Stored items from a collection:
--------------------------------

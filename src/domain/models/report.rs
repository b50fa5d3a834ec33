//! Audit report model.
//!
//! The report is the single aggregated output of a pipeline run. Core fields
//! (`overall_score`, `noise_score`, `summary`, `biases`) are always present;
//! every other section is optional because a stage may be skipped or the
//! storage schema may not carry it yet.

use serde::{Deserialize, Serialize};
use thiserror::Error;

/// Ordered bias severity.
#[derive(Debug, Clone, Copy, PartialEq, Eq, PartialOrd, Ord, Hash, Serialize, Deserialize)]
#[serde(rename_all = "snake_case")]
pub enum Severity {
    Low = 1,
    Medium = 2,
    High = 3,
    Critical = 4,
}

impl Severity {
    /// Every severity, lowest first.
    pub const ALL: [Self; 4] = [Self::Low, Self::Medium, Self::High, Self::Critical];

    /// Wire form of the severity.
    pub fn as_str(&self) -> &'static str {
        match self {
            Self::Low => "low",
            Self::Medium => "medium",
            Self::High => "high",
            Self::Critical => "critical",
        }
    }

    /// Parse a severity, ignoring case and surrounding whitespace.
    #[allow(clippy::should_implement_trait)]
    pub fn from_str(s: &str) -> Option<Self> {
        match s.trim().to_lowercase().as_str() {
            "low" => Some(Self::Low),
            "medium" => Some(Self::Medium),
            "high" => Some(Self::High),
            "critical" => Some(Self::Critical),
            _ => None,
        }
    }

    /// Points removed from the legacy overall score per bias of this severity.
    pub const fn score_deduction(&self) -> f64 {
        match self {
            Self::Low => 2.0,
            Self::Medium => 5.0,
            Self::High => 10.0,
            Self::Critical => 20.0,
        }
    }
}

const fn default_found() -> bool {
    true
}

/// A bias reported by the bias-detection stage.
#[derive(Debug, Clone, PartialEq, Serialize, Deserialize)]
#[serde(rename_all = "camelCase")]
pub struct BiasFinding {
    pub bias_type: String,
    #[serde(default = "default_found")]
    pub found: bool,
    pub severity: Severity,
    #[serde(default)]
    pub excerpt: String,
    #[serde(default)]
    pub explanation: String,
    #[serde(default)]
    pub suggestion: String,
    #[serde(default)]
    pub confidence: f64,
}

/// Statistics over independent judge scores.
#[derive(Debug, Clone, PartialEq, Serialize, Deserialize)]
#[serde(rename_all = "camelCase")]
pub struct NoiseStats {
    pub mean: f64,
    pub median: f64,
    pub std_dev: f64,
    pub variance: f64,
    #[serde(default)]
    pub raw_scores: Vec<f64>,
    #[serde(default, skip_serializing_if = "Option::is_none")]
    pub mse: Option<f64>,
    #[serde(default, skip_serializing_if = "Option::is_none")]
    pub bias_component: Option<f64>,
}

fn round2(value: f64) -> f64 {
    (value * 100.0).round() / 100.0
}

impl NoiseStats {
    /// Compute noise statistics for a panel of independent judgments.
    ///
    /// Variance is the population variance; the median is the upper median
    /// (`sorted[n / 2]`). Every statistic is rounded to 2 decimals. When a
    /// target value is known the mean squared error is decomposed as
    /// `bias^2 + variance`.
    pub fn from_scores(scores: &[f64], target: Option<f64>) -> Option<Self> {
        if scores.is_empty() {
            return None;
        }

        let n = scores.len() as f64;
        let mean = scores.iter().sum::<f64>() / n;
        let variance = scores.iter().map(|x| (x - mean).powi(2)).sum::<f64>() / n;

        let mut sorted = scores.to_vec();
        sorted.sort_by(f64::total_cmp);
        let median = sorted[sorted.len() / 2];

        let (mse, bias_component) = match target {
            Some(target) => {
                let bias = mean - target;
                (Some(round2(bias.powi(2) + variance)), Some(round2(bias)))
            }
            None => (None, None),
        };

        Some(Self {
            mean: round2(mean),
            median: round2(median),
            std_dev: round2(variance.sqrt()),
            variance: round2(variance),
            raw_scores: scores.to_vec(),
            mse,
            bias_component,
        })
    }

    /// Noise on the 0-100 scale: judge spread (max 50 for 0-100 judgments)
    /// scaled by two and clamped.
    pub fn noise_score(&self) -> f64 {
        (self.std_dev * 2.0).clamp(0.0, 100.0)
    }
}

/// Verdict on one claim.
#[derive(Debug, Clone, PartialEq, Serialize, Deserialize)]
#[serde(rename_all = "camelCase")]
pub struct FactVerification {
    pub claim: String,
    pub verdict: String,
    #[serde(default, skip_serializing_if = "Option::is_none")]
    pub explanation: Option<String>,
}

/// Fact-check section.
#[derive(Debug, Clone, PartialEq, Serialize, Deserialize)]
#[serde(rename_all = "camelCase")]
pub struct FactCheck {
    pub score: f64,
    #[serde(default)]
    pub verifications: Vec<FactVerification>,
}

/// Assessment against one regulation.
#[derive(Debug, Clone, PartialEq, Serialize, Deserialize)]
#[serde(rename_all = "camelCase")]
pub struct RegulationAssessment {
    pub name: String,
    pub status: String,
    #[serde(default, skip_serializing_if = "Option::is_none")]
    pub notes: Option<String>,
}

/// Compliance section.
#[derive(Debug, Clone, PartialEq, Serialize, Deserialize)]
#[serde(rename_all = "camelCase")]
pub struct Compliance {
    pub score: f64,
    #[serde(default)]
    pub regulations: Vec<RegulationAssessment>,
}

/// SWOT section.
#[derive(Debug, Clone, Default, PartialEq, Serialize, Deserialize)]
#[serde(rename_all = "camelCase")]
pub struct Swot {
    #[serde(default)]
    pub strengths: Vec<String>,
    #[serde(default)]
    pub weaknesses: Vec<String>,
    #[serde(default)]
    pub opportunities: Vec<String>,
    #[serde(default)]
    pub threats: Vec<String>,
}

/// One simulated boardroom persona and its vote.
#[derive(Debug, Clone, PartialEq, Serialize, Deserialize)]
#[serde(rename_all = "camelCase")]
pub struct TwinVote {
    pub persona: String,
    pub vote: String,
    #[serde(default, skip_serializing_if = "Option::is_none")]
    pub rationale: Option<String>,
}

/// Boardroom simulation section.
#[derive(Debug, Clone, PartialEq, Serialize, Deserialize)]
#[serde(rename_all = "camelCase")]
pub struct Simulation {
    #[serde(default)]
    pub twins: Vec<TwinVote>,
    #[serde(default, skip_serializing_if = "Option::is_none")]
    pub verdict: Option<String>,
}

/// A comparable earlier decision.
#[derive(Debug, Clone, PartialEq, Serialize, Deserialize)]
#[serde(rename_all = "camelCase")]
pub struct PastDecision {
    pub title: String,
    #[serde(default)]
    pub outcome: String,
    #[serde(default)]
    pub similarity: f64,
}

/// Institutional-memory section.
#[derive(Debug, Clone, PartialEq, Serialize, Deserialize)]
#[serde(rename_all = "camelCase")]
pub struct InstitutionalMemory {
    #[serde(default)]
    pub similar_decisions: Vec<PastDecision>,
    #[serde(default)]
    pub lessons: Vec<String>,
}

/// Sentiment polarity in [-1, 1].
#[derive(Debug, Clone, PartialEq, Serialize, Deserialize)]
#[serde(rename_all = "camelCase")]
pub struct Sentiment {
    pub score: f64,
    #[serde(default)]
    pub label: String,
}

impl Sentiment {
    /// Objectivity on the 0-100 scale: strongly polarized text is less objective.
    pub fn objectivity(&self) -> f64 {
        (100.0 - self.score.abs().min(1.0) * 100.0).clamp(0.0, 100.0)
    }
}

/// One detected fallacy.
#[derive(Debug, Clone, PartialEq, Serialize, Deserialize)]
#[serde(rename_all = "camelCase")]
pub struct Fallacy {
    pub name: String,
    #[serde(default, skip_serializing_if = "Option::is_none")]
    pub excerpt: Option<String>,
    #[serde(default, skip_serializing_if = "Option::is_none")]
    pub explanation: Option<String>,
}

/// Logical-analysis section.
#[derive(Debug, Clone, PartialEq, Serialize, Deserialize)]
#[serde(rename_all = "camelCase")]
pub struct LogicalAnalysis {
    pub score: f64,
    #[serde(default)]
    pub fallacies: Vec<Fallacy>,
}

/// Pre-mortem section.
#[derive(Debug, Clone, Default, PartialEq, Serialize, Deserialize)]
#[serde(rename_all = "camelCase")]
pub struct PreMortem {
    #[serde(default)]
    pub failure_scenarios: Vec<String>,
    #[serde(default)]
    pub mitigations: Vec<String>,
}

/// Red-team section.
#[derive(Debug, Clone, Default, PartialEq, Serialize, Deserialize)]
#[serde(rename_all = "camelCase")]
pub struct CognitiveDiversity {
    #[serde(default)]
    pub blind_spots: Vec<String>,
    #[serde(default)]
    pub counter_arguments: Vec<String>,
}

/// The optional, independently-present sections of a report.
#[derive(Debug, Clone, Default, PartialEq, Serialize, Deserialize)]
#[serde(rename_all = "camelCase")]
pub struct ExtendedSections {
    #[serde(default, skip_serializing_if = "Option::is_none")]
    pub noise_stats: Option<NoiseStats>,
    #[serde(default, skip_serializing_if = "Option::is_none")]
    pub fact_check: Option<FactCheck>,
    #[serde(default, skip_serializing_if = "Option::is_none")]
    pub compliance: Option<Compliance>,
    #[serde(default, skip_serializing_if = "Option::is_none")]
    pub swot: Option<Swot>,
    #[serde(default, skip_serializing_if = "Option::is_none")]
    pub simulation: Option<Simulation>,
    #[serde(default, skip_serializing_if = "Option::is_none")]
    pub institutional_memory: Option<InstitutionalMemory>,
    #[serde(default, skip_serializing_if = "Option::is_none")]
    pub sentiment: Option<Sentiment>,
    #[serde(default, skip_serializing_if = "Option::is_none")]
    pub logical_analysis: Option<LogicalAnalysis>,
    #[serde(default, skip_serializing_if = "Option::is_none")]
    pub pre_mortem: Option<PreMortem>,
    #[serde(default, skip_serializing_if = "Option::is_none")]
    pub cognitive_diversity: Option<CognitiveDiversity>,
}

impl ExtendedSections {
    /// Whether no extended section is present.
    pub fn is_empty(&self) -> bool {
        *self == Self::default()
    }
}

/// Final aggregated report of one pipeline run.
#[derive(Debug, Clone, PartialEq, Serialize, Deserialize)]
#[serde(rename_all = "camelCase")]
pub struct AuditReport {
    pub overall_score: f64,
    pub noise_score: f64,
    pub summary: String,
    #[serde(default)]
    pub biases: Vec<BiasFinding>,
    #[serde(flatten)]
    pub sections: ExtendedSections,
}

/// Errors raised while validating a report at the pipeline-output boundary.
#[derive(Debug, Clone, PartialEq, Error)]
pub enum ReportError {
    #[error("{field} is not a finite number")]
    NonFinite { field: &'static str },
}

fn finite(value: f64, field: &'static str) -> Result<f64, ReportError> {
    if value.is_finite() {
        Ok(value)
    } else {
        Err(ReportError::NonFinite { field })
    }
}

fn clamp_score(value: f64) -> f64 {
    value.clamp(0.0, 100.0)
}

impl AuditReport {
    /// Validate and normalize the report once, at the pipeline boundary.
    ///
    /// Scores are clamped into [0, 100] and confidences into [0, 1]; biases
    /// not marked found are dropped and the rest normalized to `found`.
    pub fn validated(mut self) -> Result<Self, ReportError> {
        self.overall_score = clamp_score(finite(self.overall_score, "overallScore")?);
        self.noise_score = clamp_score(finite(self.noise_score, "noiseScore")?);

        self.biases.retain(|b| b.found);
        for bias in &mut self.biases {
            bias.found = true;
            bias.confidence = if bias.confidence.is_finite() {
                bias.confidence.clamp(0.0, 1.0)
            } else {
                0.0
            };
        }

        if let Some(fc) = self.sections.fact_check.as_mut() {
            fc.score = clamp_score(finite(fc.score, "factCheck.score")?);
        }
        if let Some(c) = self.sections.compliance.as_mut() {
            c.score = clamp_score(finite(c.score, "compliance.score")?);
        }
        if let Some(la) = self.sections.logical_analysis.as_mut() {
            la.score = clamp_score(finite(la.score, "logicalAnalysis.score")?);
        }
        if let Some(s) = self.sections.sentiment.as_mut() {
            s.score = finite(s.score, "sentiment.score")?.clamp(-1.0, 1.0);
        }

        if self.summary.trim().is_empty() {
            self.summary = default_summary(&self.biases, self.overall_score);
        }

        Ok(self)
    }

    /// Number of biases at `severity`.
    pub fn count_by_severity(&self, severity: Severity) -> usize {
        self.biases.iter().filter(|b| b.severity == severity).count()
    }
}

/// Legacy overall-score formula, used only when the scoring model did not
/// provide an overall score.
pub fn fallback_overall_score(biases: &[BiasFinding], noise_score: f64) -> f64 {
    let deductions: f64 = biases
        .iter()
        .filter(|b| b.found)
        .map(|b| b.severity.score_deduction())
        .sum();
    (100.0 - deductions - noise_score * 0.2).clamp(0.0, 100.0)
}

/// Summary used when the scoring stage produced none.
pub fn default_summary(biases: &[BiasFinding], overall_score: f64) -> String {
    let critical = biases.iter().filter(|b| b.severity == Severity::Critical).count();
    let high = biases.iter().filter(|b| b.severity == Severity::High).count();
    format!(
        "Decision quality score {:.0}/100 with {} bias(es) detected ({} critical, {} high).",
        overall_score,
        biases.len(),
        critical,
        high
    )
}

--------------------------------

_WHAT THE EXERCISE ASKS_. Please transcribe the data above without changes, from its first line to its "carry it yet." line, and leave out anything past that.

_TASK RESULT_.
filename src/domain/models/report.rs
repository b50fa5d3a834ec33
//! Audit report model.
//!
//! The report is the single aggregated output of a pipeline run. Core fields
//! (`overall_score`, `noise_score`, `summary`, `biases`) are always present;
//! every other section is optional because a stage may be skipped or the
//! storage schema may not carry it yet.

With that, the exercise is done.